GIVEN ENTRIES Start Marker
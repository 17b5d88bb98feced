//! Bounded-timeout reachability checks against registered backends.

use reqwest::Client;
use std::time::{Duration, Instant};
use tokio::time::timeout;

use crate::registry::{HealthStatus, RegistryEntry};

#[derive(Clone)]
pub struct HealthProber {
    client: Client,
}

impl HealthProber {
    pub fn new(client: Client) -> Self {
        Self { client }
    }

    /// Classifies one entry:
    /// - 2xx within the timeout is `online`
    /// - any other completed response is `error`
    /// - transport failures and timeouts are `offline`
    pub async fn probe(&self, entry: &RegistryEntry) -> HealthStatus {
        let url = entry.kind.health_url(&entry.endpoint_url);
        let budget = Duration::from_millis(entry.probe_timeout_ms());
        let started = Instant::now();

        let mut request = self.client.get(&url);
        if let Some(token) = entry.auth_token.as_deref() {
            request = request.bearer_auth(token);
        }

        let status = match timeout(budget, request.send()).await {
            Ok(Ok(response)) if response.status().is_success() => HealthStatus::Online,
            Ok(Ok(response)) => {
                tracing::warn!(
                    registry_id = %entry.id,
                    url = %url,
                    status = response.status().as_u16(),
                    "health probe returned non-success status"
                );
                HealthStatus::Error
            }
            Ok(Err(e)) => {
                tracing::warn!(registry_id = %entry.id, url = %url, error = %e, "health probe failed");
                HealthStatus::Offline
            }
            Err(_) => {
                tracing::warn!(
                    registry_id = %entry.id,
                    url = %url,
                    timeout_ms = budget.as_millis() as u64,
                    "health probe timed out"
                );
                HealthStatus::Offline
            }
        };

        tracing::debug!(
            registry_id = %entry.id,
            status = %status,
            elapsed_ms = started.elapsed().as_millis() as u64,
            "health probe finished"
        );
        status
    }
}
GIVEN ENTRIES End Marker
▶ **PROBLEM STATEMENT**: Lines from the entries that contain the string "HealthProber" must be found and copied.

▶ **REPLY TO THE EXERCISE**:
pub struct HealthProber {
impl HealthProber {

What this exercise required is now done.